--- DATA PROVIDED Enclosed Below ---

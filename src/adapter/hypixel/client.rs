//! Bazaar REST API client.

use std::time::Duration;

use async_trait::async_trait;
use reqwest::Client;
use tracing::{debug, info};

use super::types::BazaarResponse;
use crate::domain::MarketSnapshot;
use crate::error::{FetchError, Result};
use crate::port::MarketFetcher;

/// Public bazaar endpoint.
pub const DEFAULT_BAZAAR_URL: &str = "https://api.hypixel.net/v2/skyblock/bazaar";

/// HTTP client for the bazaar API.
pub struct BazaarClient {
    client: Client,
    url: String,
}

impl BazaarClient {
    /// Create a client for `url` with a per-request timeout.
    pub fn new(url: impl Into<String>, timeout: Duration) -> Result<Self> {
        let client = Client::builder().timeout(timeout).build()?;
        Ok(Self {
            client,
            url: url.into(),
        })
    }

    pub fn url(&self) -> &str {
        &self.url
    }
}

#[async_trait]
impl MarketFetcher for BazaarClient {
    async fn fetch_market(&self) -> Result<MarketSnapshot> {
        debug!(url = %self.url, "Fetching bazaar snapshot");

        let response: BazaarResponse = self
            .client
            .get(&self.url)
            .send()
            .await?
            .error_for_status()?
            .json()
            .await?;

        if !response.success {
            return Err(FetchError::Unsuccessful.into());
        }

        let snapshot = response.into_snapshot();
        info!(products = snapshot.len(), "Bazaar snapshot fetched");

        Ok(snapshot)
    }

    fn source_name(&self) -> &'static str {
        "bazaar"
    }
}
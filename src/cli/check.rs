//! Configuration validation command.

use crate::cli::{output, Cli};

/// Validate the configuration without fetching anything.
///
/// Returns `false` when the configuration is unusable.
pub fn execute(cli: &Cli) -> bool {
    output::note(&format!("Checking configuration: {}", cli.config.display()));
    if !cli.config.exists() {
        output::warn("Configuration file not found, using defaults");
    }

    let config = match cli.load_config() {
        Ok(config) => config,
        Err(e) => {
            output::error(&format!("Configuration error: {e}"));
            return false;
        }
    };

    output::ok("Configuration is valid");

    output::section("Market");
    output::key_value("API", &config.market.api_url);
    output::key_value("Poll interval", format!("{}s", config.market.poll_interval_secs));
    output::key_value("Timeout", format!("{}s", config.market.request_timeout_secs));

    output::section("Catalog");
    output::key_value("Location", &config.catalog.location);
    output::key_value(
        "Source",
        if config.catalog.is_remote() { "http" } else { "file" },
    );
    if config.catalog.cache_enabled {
        let path = config
            .catalog
            .cache_path
            .clone()
            .or_else(crate::adapter::catalog::FileCatalogStore::default_path);
        match path {
            Some(path) => output::key_value("Cache", path.display()),
            None => output::key_value("Cache", "unavailable"),
        }
        output::key_value("Max age", format!("{} days", config.catalog.max_age_days));
    } else {
        output::key_value("Cache", "disabled");
    }

    output::section("Engine");
    output::key_value("Min margin", config.engine.min_profit_margin);
    output::key_value("Fee", config.engine.fee);
    output::key_value("Min sell volume", config.engine.min_sell_volume);
    output::key_value("Min buy volume", config.engine.min_buy_volume);
    output::key_value("Daily unit limit", config.engine.daily_unit_limit);
    match config.engine.top_n {
        Some(n) => output::key_value("Top", n),
        None => output::key_value("Top", "all"),
    }

    output::section("Dashboard");
    output::key_value("Mode", config.dashboard.mode);
    output::key_value(
        "Toggle cooldown",
        format!("{}ms", config.dashboard.toggle_cooldown_ms),
    );

    true
}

--- End of Enclosed DATA PROVIDED ---

WHAT TO WORK ON |
Report the number of lines in the listing where the string "Result" appears, and nothing besides.

RESPONSE BOX |
3